The power of control over mental functions is also evident in the case of control over men and women. As easily as he convinces the women that they see a lion on the fir tree, he toys with the sanity of Pentheus. And before that he has exchanged his imprisoned self with a bull, whom Pentheus regards as Dionysus and tries in vain to chain him, but he ends up spearing an effigy of the god which simply does not exist (629–631).
οὔτ᾽ ἔθιγεν οὔθ᾽ ἥψαθ᾽ ἡμῶν, ἐλπίσιν δ᾽ ἐβόσκετο.

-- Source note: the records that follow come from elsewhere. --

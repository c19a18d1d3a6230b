use web_sys::HtmlSelectElement;
use yew::prelude::*;

use crate::controls::ControlPanel;
use crate::layers::{Basemap, LayerGroup, LayerRole};
use crate::utils::{checkbox_checked, select_value};

#[derive(Properties, PartialEq)]
pub struct LayersPanelProps {
    pub controls: ControlPanel,
    pub on_toggle: Callback<(LayerRole, bool)>,
    pub on_basemap: Callback<Basemap>,
}

#[function_component(LayersPanel)]
pub fn layers_panel(props: &LayersPanelProps) -> Html {
    let selector_ref = use_node_ref();

    // the `selected` attribute stops steering a select once the user picked
    // an option, so forced changes (logout) set the property directly
    {
        let selector_ref = selector_ref.clone();
        use_effect_with(props.controls.basemap(), move |basemap| {
            if let Some(select) = selector_ref.cast::<HtmlSelectElement>() {
                select.set_value(basemap.value());
            }
            || ()
        });
    }

    let on_basemap_change = {
        let on_basemap = props.on_basemap.clone();
        Callback::from(move |e: Event| {
            let Some(value) = select_value(&e) else {
                return;
            };
            match Basemap::from_value(&value) {
                Some(basemap) => on_basemap.emit(basemap),
                None => log::warn!("Unknown basemap option {value}"),
            }
        })
    };

    html! {
        <div class="w-64 flex-none bg-white border-r border-gray-300 p-4 overflow-y-auto">
            <h2 class="text-lg font-semibold pb-3 mb-4 border-b border-gray-200">{"Layers"}</h2>

            <div class="mb-4">
                <label for="basemap-selector" class="block text-sm font-medium text-gray-700 mb-1">
                    {"Basemap"}
                </label>
                <select
                    id="basemap-selector"
                    ref={selector_ref}
                    onchange={on_basemap_change}
                    class="w-full px-2 py-1 border border-gray-300 rounded text-sm"
                >
                    {
                        Basemap::ALL.into_iter().map(|basemap| {
                            let disabled = basemap == Basemap::Boundary
                                && props.controls.is_boundary_option_disabled();
                            html! {
                                <option
                                    key={basemap.value()}
                                    value={basemap.value()}
                                    selected={props.controls.basemap() == basemap}
                                    {disabled}
                                >
                                    {basemap.label()}
                                </option>
                            }
                        }).collect::<Html>()
                    }
                </select>
            </div>

            <div class="space-y-4">
                {
                    LayerGroup::CONTROLLED.into_iter().map(|group| {
                        let group_disabled = props.controls.is_group_disabled(group);
                        html! {
                            <div
                                key={group.title()}
                                class={classes!(
                                    "layer-group",
                                    group_disabled.then_some("disabled-layer-group opacity-50")
                                )}
                            >
                                <h3 class="text-sm font-semibold text-gray-700 mb-2">{group.title()}</h3>
                                { for LayerRole::roles_in(group).map(|role| layer_checkbox(props, role)) }
                            </div>
                        }
                    }).collect::<Html>()
                }
            </div>
        </div>
    }
}

fn layer_checkbox(props: &LayersPanelProps, role: LayerRole) -> Html {
    let (Some(id), Some(state)) = (role.checkbox_id(), props.controls.checkbox(role)) else {
        return html! {};
    };

    let onchange = {
        let on_toggle = props.on_toggle.clone();
        Callback::from(move |e: Event| {
            if let Some(checked) = checkbox_checked(&e) {
                on_toggle.emit((role, checked));
            }
        })
    };

    html! {
        <label key={id.clone()} for={id.clone()} class="flex items-center gap-2 py-1 text-sm cursor-pointer">
            <input
                type="checkbox"
                id={id}
                checked={state.checked}
                disabled={state.disabled}
                {onchange}
            />
            <span>{role.title()}</span>
        </label>
    }
}

#[cfg(all(test, target_arch = "wasm32"))]
mod tests {
    use wasm_bindgen::JsCast;
    use wasm_bindgen_test::*;
    use web_sys::{EventInit, HtmlElement};

    use super::*;
    use crate::config::PortalConfig;
    use crate::layers::LayerSet;

    wasm_bindgen_test_configure!(run_in_browser);

    #[function_component(Host)]
    fn host() -> Html {
        let portal = use_mut_ref(|| {
            let mut layers = LayerSet::from_config(&PortalConfig::default());
            let mut controls = ControlPanel::new();
            controls.bind(&layers);
            controls.apply_access(true, &mut layers);
            (layers, controls)
        });
        let version = use_state(|| 0u32);

        let on_basemap = {
            let portal = portal.clone();
            let version = version.clone();
            Callback::from(move |basemap: Basemap| {
                {
                    let mut portal = portal.borrow_mut();
                    let (layers, controls) = &mut *portal;
                    controls.select_basemap(basemap, layers);
                }
                version.set(*version + 1);
            })
        };
        let on_logout = {
            let portal = portal.clone();
            let version = version.clone();
            Callback::from(move |_: MouseEvent| {
                {
                    let mut portal = portal.borrow_mut();
                    let (layers, controls) = &mut *portal;
                    controls.apply_access(false, layers);
                }
                version.set(*version + 1);
            })
        };

        let controls = portal.borrow().1.clone();
        html! {
            <>
                <LayersPanel {controls} on_toggle={Callback::from(|_: (LayerRole, bool)| ())} {on_basemap} />
                <button id="logout" onclick={on_logout}>{"Logout"}</button>
            </>
        }
    }

    async fn next_tick() {
        let promise = js_sys::Promise::new(&mut |resolve, _| {
            gloo_utils::window()
                .set_timeout_with_callback(&resolve)
                .unwrap();
        });
        wasm_bindgen_futures::JsFuture::from(promise).await.unwrap();
    }

    fn element<T: JsCast>(id: &str) -> T {
        gloo_utils::document()
            .get_element_by_id(id)
            .unwrap()
            .dyn_into::<T>()
            .unwrap()
    }

    #[wasm_bindgen_test]
    async fn test_selector_follows_forced_basemap_change() {
        let root = gloo_utils::document().create_element("div").unwrap();
        gloo_utils::body().append_child(&root).unwrap();
        yew::Renderer::<Host>::with_root(root).render();
        next_tick().await;

        let selector = element::<HtmlSelectElement>("basemap-selector");
        assert_eq!(selector.value(), "osm");

        selector.set_value("satellite");
        let init = EventInit::new();
        init.set_bubbles(true);
        let change = Event::new_with_event_init_dict("change", &init).unwrap();
        selector.dispatch_event(&change).unwrap();
        next_tick().await;
        assert_eq!(selector.value(), "satellite");

        element::<HtmlElement>("logout").click();
        next_tick().await;
        assert_eq!(selector.value(), "osm");
    }
}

πρὸς φάτναις δὲ ταῦρον εὑρών, οὗ καθεῖρξ᾽ ἡμᾶς ἄγων,
τῷδε περὶ βρόχους ἔβαλλε γόνασι καὶ χηλαῖς ποδῶν,
620 θυμὸν ἐκπνέων, ἱδρῶτα σώματος στάζων ἄπο,
χείλεσιν διδοὺς ὀδόντας· πλησίον δ᾽ ἐγὼ παρὼν
ἥσυχος θάσσων ἔλευσσον. ἐν δὲ τῷδε τῷ χρόνῳ
ἀνετίναξ᾽ ἐλθὼν ὁ Βάκχος δῶμα καὶ μητρὸς τάφῳ
πῦρ ἀνῆψ᾽· ὁ δ᾽ ὡς ἐσεῖδε, δώματ᾽ αἴθεσθαι δοκῶν,
625 ᾖσσ᾽ ἐκεῖσε κᾆτ᾽ ἐκεῖσε, δμωσὶν Ἀχελῷον φέρειν
ἐννέπων, ἅπας δ᾽ ἐν ἔργῳ δοῦλος ἦν, μάτην πονῶν.

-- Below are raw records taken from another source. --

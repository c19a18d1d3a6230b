use thiserror::Error;

/// Errors surfaced by the geoportal client.
///
/// None of these are fatal to the page: callers log them and degrade
/// (missing tiles, hidden popup, inline form message, startup banner).
#[derive(Debug, Error)]
pub enum PortalError {
    #[error("GeoServer is unreachable at {endpoint}: {reason}")]
    ServerUnreachable { endpoint: String, reason: String },

    #[error("HTTP error {status} for {url}")]
    Http { status: u16, url: String },

    #[error("network error: {0}")]
    Network(String),

    #[error("failed to parse response: {0}")]
    Parse(String),

    #[error("{0}")]
    Auth(String),

    #[error("{}", .0.join("\n"))]
    Validation(Vec<String>),

    #[error("storage error: {0}")]
    Storage(String),

    #[error("element #{0} not found")]
    MissingElement(String),

    #[error("invalid configuration: {0}")]
    Config(String),
}

pub type Result<T> = std::result::Result<T, PortalError>;

impl From<gloo::net::Error> for PortalError {
    fn from(err: gloo::net::Error) -> Self {
        match err {
            gloo::net::Error::SerdeError(e) => PortalError::Parse(e.to_string()),
            other => PortalError::Network(other.to_string()),
        }
    }
}

impl From<serde_json::Error> for PortalError {
    fn from(err: serde_json::Error) -> Self {
        PortalError::Parse(err.to_string())
    }
}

διαμεθεὶς δὲ τόνδε μόχθον, ὡς ἐμοῦ πεφευγότος
ἵεται ξίφος κελαινὸν ἁρπάσας δόμων ἔσω.
κᾆθ᾽ ὁ Βρόμιος, ὡς ἔμοιγε φαίνεται, δόξαν λέγω,
630 φάσμ᾽ ἐποίησεν κατ᾽ αὐλήν· ὁ δ᾽ ἐπὶ τοῦθ᾽ ὡρμημένος
ᾖσσε κἀκέντει φαεννὸν <αἰθέρ᾽>, ὡς σφάζων ἐμέ.

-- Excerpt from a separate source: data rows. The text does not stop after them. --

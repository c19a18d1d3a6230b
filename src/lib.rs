mod app;
mod auth_panel;
mod layers_panel;
mod toolbar;
mod utils;

pub mod components;

// Map and portal logic, independent of the UI
pub mod auth;
pub mod config;
pub mod controls;
pub mod error;
pub mod identify;
pub mod layers;
pub mod map;
pub mod measure;
pub mod server;
pub mod types;

use app::App;
use config::PortalConfig;
use wasm_bindgen::prelude::*;

#[wasm_bindgen(start)]
pub fn run_app() {
    let level = PortalConfig::load().log_level();
    wasm_logger::init(wasm_logger::Config::new(level));
    yew::Renderer::<App>::new().render();
}
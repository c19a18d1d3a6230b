pub mod map_view;
pub mod modal;
pub mod popup;

pub use map_view::{MapStatus, MapView};
pub use modal::{AboutModal, Modal, ScreenshotModal};
pub use popup::Popup;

Illusions constitute a motif of Dionysian exertion of power over matter. I suggest that we should also interpret the earthquake described by the chorus in lines 585–603 as an illusion.
ΧΟ. ἆ ἆ,
τάχα τὰ Πενθέως μέλαθρα διατι-
νάξεται πεσήμασιν.
ὁ Διόνυσος ἀνὰ μέλαθρα·
590 σέβετέ νιν. ―σέβομεν ὤ.
—ἴδετε λάιν᾿ <ὦ> ἔμβολα κίοσιν
τάδε διάδρομα· Βρόμιος ἀλαλάζεται
στέγας <τᾶσδ᾿> ἔσω.
ΔΙ. ἅπτε κεραύνιον αἴθοπα λαμπάδα,
595 σύμφλεγε σύμφλεγε δώματα Πενθέος.
ΧΟ. ἆ ἆ,
πῦρ οὐ λεύσσεις, οὐδ᾽ αὐγάζῃ
Σεμέλας ἱερὸν <τόνδ᾿> ἀμφὶ τάφον
ἅν ποτε κεραυνοβόλος ἔλιπε φλόγα
Δῖος βροντά;
600 δίκετε πεδόσε δίκετε τρομερὰ
σώματα, μαινάδες·
ὁ γὰρ ἄναξ ἄνω κάτω τιθεὶς ἔπεισι
μέλαθρα τάδε Διὸς γόνος.
Despite the description of the earthquake breaking down Pentheus’ μέλαθρα and fire consuming the tomb of Semele and the palace, nothing seems to indicate that desolation when Agaue returns to the palace with the gory trophy (aristeia, 1249) of a son’s head in her bloodied hands. She does not seem to observe anything wrong in the μέλαθρα that she mentions in line 1170 or the τρίγλυφα of the roof (1214). Of course, this could be another illusion, a different reality seen by the disorientated Agaue. But no other description of desolated palace is given to us by Cadmus or the chorus until the end of the play, so we might assume that the earthquake and fire of lines 585–603 was yet another instance of Dionysus’ capacity to bring everything ἄνω κάτω (602) both in the order of the society and with regard to the minds of people.